Meatly Lick

Source: Meatly

The development marks a crucial step towards cultivated meat being commercially viable for supermarket shelves

Cultivated meat company Meatly has announced the development of a groundbreaking protein-free culture medium, which it claims is the first of its kind for the industry.

The development marks a crucial step towards cultivated meat being commercially viable for supermarket shelves, as the medium created by Meatly costs just £1 to produce per litre, unlike previous media which cost hundreds of pounds.

The medium, which is a mix of nutrients used by companies in the cultivated industry to grow animal cells, is essential to the production process of cultivated meat and accounts for the majority of costs involved. Reducing these costs has been a “major hurdle” for the sector as it worked to achieve parity with meat, the business said.

“Meatly’s creation of the very first protein-free medium establishes the company as a true technological leader within its field,” said investor in Meatly and founder of Agronomics, Jim Mellon. “Media accounts for the majority of costs involved in the production of cultivated meat, and Meatly has single-handedly slashed those costs a hundredfold or more.”

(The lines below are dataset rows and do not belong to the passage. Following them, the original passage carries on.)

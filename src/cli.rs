//! CLI domain: parse, route, help, output, and presentation only.
//! No domain orchestration; single route table dispatches to domain services.

mod help;
mod output;
mod parse;
mod presentation;
mod route;

pub use help::{command_name, uses_index};
pub use output::{format_failures, map_error};
pub use parse::{Cli, Commands, OutputFormat};
pub use presentation::{
    format_copy_summary, format_download_summary, format_record_summary,
    format_records_json_lines, format_records_sql, format_verify_json_lines, format_verify_table,
    sql_quote,
};
pub use route::{CommandOutput, RunContext};
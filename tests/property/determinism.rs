//! Property-based tests for determinism guarantees

use ::hasher::download::map_url;
use ::hasher::store::{FileRecord, HashStore};
use ::hasher::tree::hasher;
use ::hasher::tree::path::normalize_path_string;
use proptest::prelude::*;
use std::io::Cursor;
use std::path::Component;
use tempfile::TempDir;

/// Test that content hashing is deterministic
#[test]
fn test_content_hash_determinism_property() {
    let mut runner = proptest::test_runner::TestRunner::default();

    runner
        .run(
            &(any::<Vec<u8>>(), any::<Vec<u8>>()),
            |(content1, content2)| {
                let hash1 = hasher::compute_content_hash(&content1);
                let hash2 = hasher::compute_content_hash(&content2);

                if content1 == content2 {
                    assert_eq!(hash1, hash2);
                } else {
                    // Collisions are possible in theory only
                    prop_assume!(hash1 != hash2);
                }

                Ok(())
            },
        )
        .unwrap();
}

proptest! {
    /// The streamed digest does not depend on the read buffer size
    #[test]
    fn streamed_digest_ignores_buffer_size(
        content in proptest::collection::vec(any::<u8>(), 0..4096),
        buffer in 1usize..512,
    ) {
        let digest = hasher::hash_reader(Cursor::new(&content), buffer).unwrap();
        prop_assert_eq!(digest.hash, hasher::compute_content_hash(&content));
        prop_assert_eq!(digest.size, content.len() as u64);
    }

    /// Normalizing a key twice changes nothing
    #[test]
    fn key_normalization_is_idempotent(raw in "[a-zA-Z0-9_./\\\\é ]{0,40}") {
        let once = normalize_path_string(&raw);
        prop_assert_eq!(normalize_path_string(&once), once.clone());
        prop_assert!(!once.contains('\\'));
    }

    /// Mirrored paths stay under the host directory, whatever the URL path holds
    #[test]
    fn mapped_urls_never_escape_the_root(
        segments in proptest::collection::vec("(\\.\\.|\\.|%2e%2e|[a-z0-9%]{1,8})", 0..6),
        trailing_slash in any::<bool>(),
    ) {
        let mut url = format!("https://example.com/{}", segments.join("/"));
        if trailing_slash {
            url.push('/');
        }
        let mapped = map_url(&url).unwrap();

        prop_assert_eq!(map_url(&url).unwrap(), mapped.clone());
        let components: Vec<Component> = mapped.components().collect();
        prop_assert!(components.len() >= 2);
        prop_assert_eq!(components[0], Component::Normal("example.com".as_ref()));
        prop_assert!(components.iter().all(|c| matches!(c, Component::Normal(_))));
    }
}

proptest! {
    #![proptest_config(ProptestConfig::with_cases(32))]

    /// Saving and reloading the index preserves every record exactly
    #[test]
    fn saved_index_reloads_identically(
        entries in proptest::collection::btree_map(
            "[a-z]{1,6}(/[a-z]{1,6}){0,2}",
            (any::<[u8; 32]>(), any::<u64>(), any::<u64>()),
            0..20,
        )
    ) {
        let temp = TempDir::new().unwrap();
        let index = temp.path().join("index.bin");
        let mut store = HashStore::new(&index, temp.path());
        for (path, (hash, size, seen)) in &entries {
            store.upsert(FileRecord::new(path.clone(), *hash, *size, *seen));
        }
        store.save().unwrap();

        let reloaded = HashStore::load(&index, temp.path()).unwrap();
        let before: Vec<&FileRecord> = store.query_all().collect();
        let after: Vec<&FileRecord> = reloaded.query_all().collect();
        prop_assert_eq!(before, after);
    }
}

“This is a huge step forward in bringing the cost of cultivated meat to price parity with conventional meat and, ultimately, toward the mass adoption of cultivated products,” he added.

Reaching industrial scale faster

The new medium contains no serum, animal-derived components, steroids, hormones, growth factors, or antibiotics and all ingredients are food-safe.

It does not contain any proteins, growth factors or micro-carriers, which allow cell population growth.

The company said costs would also decline further when higher volumes of the medium were purchased.

The new medium means Meatly can reach industrial scale faster and contribute to make cultivated meat a safe and affordable reality, it said.

“Our protein-free culture medium represents a critical milestone for us and the wider cultivated meat industry,” said Helder Cruz, co-founder and chief scientific officer at Meatly. “By setting this new benchmark, we are driving the cost of production down significantly, which is something the industry has been grappling with for years.”

Last month, Meatly announced the production of the world’s first cultivated petfood, which it aims to sell in the UK this year, becoming the first company to sell cultivated meat in Europe.

“It is a huge step forward in scaling our technology and making our products available to pet owners on a commercial scale and at an affordable price,” Cruz added.